Activity
Where the data below has the string "BroadcastRegistry", return the whole line.

Supplied information
//! Shared application state injected into every handler via axum's
//! `State` extractor. Grounded on the teacher's `api::state::AppState`
//! shape (one cheap-to-clone struct wrapping an `Arc` of the real fields).

use std::path::PathBuf;
use std::sync::Arc;

use chrono::{DateTime, Utc};
use rd_broadcast::BroadcastRegistry;
use rd_core::model::Identity;
use rd_core::RunnerId;
use rd_executor::Supervisor;
use tokio::sync::watch;

use crate::run_manager::RunManager;

pub struct AppStateInner {
    pub identity: Identity,
    pub auth_required: bool,
    pub dev_mode: bool,
    pub state_dir: PathBuf,
    pub base_url: String,
    pub port: u16,
    pub version: String,
    pub started_at: DateTime<Utc>,
    pub broadcasts: Arc<BroadcastRegistry>,
    pub supervisor: Arc<Supervisor>,
    pub run_manager: Arc<RunManager>,
    pub shutdown_tx: watch::Sender<bool>,
}

#[derive(Clone)]
pub struct AppState(pub Arc<AppStateInner>);

impl AppState {
    pub fn runner_id(&self) -> RunnerId {
        self.0.identity.runner_id
    }

    /// Signals the graceful-shutdown future owned by `lib::serve` to begin
    /// draining connections and exit. Idempotent — a second call is a no-op
    /// since the receiver side only needs to observe the value change once.
    pub fn request_shutdown(&self) {
        let _ = self.0.shutdown_tx.send(true);
    }
}

impl std::ops::Deref for AppState {
    type Target = AppStateInner;

    fn deref(&self) -> &Self::Target {
        &self.0
    }
}
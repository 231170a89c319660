//! Handle to the supervisor's current agent process.
//!
//! Cloning an `AgentClient` is cheap and safe to share across concurrently
//! executing runs (spec §4.5: "the client is thread-safe at the protocol
//! level"). When the supervisor restarts the process it publishes a new
//! client carrying a higher generation; old handles detect this on their
//! next operation rather than silently writing to a dead pipe.

use std::sync::atomic::{AtomicU64, Ordering};
use std::sync::Arc;

use tokio::io::AsyncWriteExt;
use tokio::process::ChildStdin;
use tokio::sync::{broadcast, Mutex};

use crate::error::{ExecutorError, Result};
use crate::protocol::{AgentCommand, AgentLine};

#[derive(Clone)]
pub struct AgentClient {
    generation: u64,
    current_generation: Arc<AtomicU64>,
    stdin: Arc<Mutex<ChildStdin>>,
    lines: broadcast::Sender<AgentLine>,
}

impl AgentClient {
    pub(crate) fn new(
        generation: u64,
        current_generation: Arc<AtomicU64>,
        stdin: ChildStdin,
        lines: broadcast::Sender<AgentLine>,
    ) -> Self {
        Self {
            generation,
            current_generation,
            stdin: Arc::new(Mutex::new(stdin)),
            lines,
        }
    }

    fn check_live(&self) -> Result<()> {
        if self.current_generation.load(Ordering::Acquire) != self.generation {
            Err(ExecutorError::ClientStale)
        } else {
            Ok(())
        }
    }

    pub async fn send_command(&self, command: &AgentCommand) -> Result<()> {
        self.check_live()?;
        let mut line = serde_json::to_string(command).map_err(ExecutorError::Serialize)?;
        line.push('\n');
        let mut stdin = self.stdin.lock().await;
        stdin.write_all(line.as_bytes()).await.map_err(ExecutorError::Io)?;
        stdin.flush().await.map_err(ExecutorError::Io)?;
        Ok(())
    }

    /// Every notification the process emits for every run, not just one.
    /// Callers filter by `run_id`. The sender is dropped (closing this
    /// receiver) when the reader task for this generation's process ends.
    pub fn subscribe(&self) -> broadcast::Receiver<AgentLine> {
        self.lines.subscribe()
    }

    pub fn is_live(&self) -> bool {
        self.check_live().is_ok()
    }
}
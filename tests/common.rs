//! Shared harness for the end-to-end tests: starts a real `Server` on an
//! ephemeral port against an in-process `MemoryStore` and drives the wire
//! protocol over an actual `TcpStream`, rather than calling handlers
//! directly.

use chatd::{MemoryStore, Server, ServerContext, Store};
use std::{net::SocketAddr, sync::Arc};
use tokio::{
    io::{AsyncBufReadExt, AsyncReadExt, AsyncWriteExt, BufReader},
    net::TcpStream,
};

pub type Conn = BufReader<TcpStream>;

/// Starts a server backed by `store` with every built-in registered and no
/// external binaries. Returns the context (for direct store assertions
/// after the wire exchange) and the address to connect to.
pub async fn spawn_with_store(store: impl Store + 'static) -> (Arc<ServerContext>, SocketAddr) {
    spawn(ServerContext::for_tests(Box::new(store))).await
}

/// Same as `spawn_with_store`, but also scans `/bin` for external binaries
/// so a pipeline stage like `| cat` resolves to a real child process.
pub async fn spawn_with_external_bin() -> (Arc<ServerContext>, SocketAddr) {
    let mut context = ServerContext::for_tests(Box::new(MemoryStore::new()));
    context.registry.register_external("/bin");
    spawn(context).await
}

async fn spawn(context: ServerContext) -> (Arc<ServerContext>, SocketAddr) {
    let context = Arc::new(context);
    let server = Server::new(Arc::clone(&context), "127.0.0.1:0".parse().unwrap());
    let listener = server.bind().await.expect("bind ephemeral port");
    let addr = listener.local_addr().expect("local_addr");
    let _handle = tokio::spawn(server.serve(listener));
    (context, addr)
}

pub async fn connect(addr: SocketAddr) -> Conn {
    BufReader::new(TcpStream::connect(addr).await.expect("connect"))
}

pub async fn expect_raw(io: &mut Conn, text: &str) {
    let mut buf = vec![0u8; text.len()];
    io.read_exact(&mut buf).await.expect("read raw prompt");
    assert_eq!(String::from_utf8(buf).unwrap(), text);
}

pub async fn expect_line(io: &mut Conn) -> String {
    let mut line = String::new();
    io.read_line(&mut line).await.expect("read line");
    assert!(line.ends_with('\n'), "expected newline-terminated line, got {:?}", line);
    line.pop();
    line
}

pub async fn send_line(io: &mut Conn, text: &str) {
    io.write_all(format!("{}\n", text).as_bytes()).await.expect("write line");
}

/// Drives the connect -> name -> password -> Welcome -> prompt handshake.
pub async fn auth(io: &mut Conn, name: &str, password: &str) {
    expect_raw(io, "Who're you: ").await;
    send_line(io, name).await;
    expect_raw(io, "Password: ").await;
    send_line(io, password).await;
    assert_eq!(expect_line(io).await, format!("Welcome {}!", name));
    expect_raw(io, &format!("{}> ", name)).await;
}

/// Sends one command that produces no chat output, then consumes the next
/// prompt (issued under `prompt_name`, which differs from the sender only
/// right after a successful rename).
pub async fn run_silent(io: &mut Conn, prompt_name: &str, cmd: &str) {
    send_line(io, cmd).await;
    expect_raw(io, &format!("{}> ", prompt_name)).await;
}

/// Sends a command, collects exactly `n` output lines, then consumes the
/// next prompt.
pub async fn run_collect(io: &mut Conn, prompt_name: &str, cmd: &str, n: usize) -> Vec<String> {
    send_line(io, cmd).await;
    let mut lines = Vec::with_capacity(n);
    for _ in 0..n {
        lines.push(expect_line(io).await);
    }
    expect_raw(io, &format!("{}> ", prompt_name)).await;
    lines
}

Answer for this exercise
use rd_broadcast::BroadcastRegistry;
    pub broadcasts: Arc<BroadcastRegistry>,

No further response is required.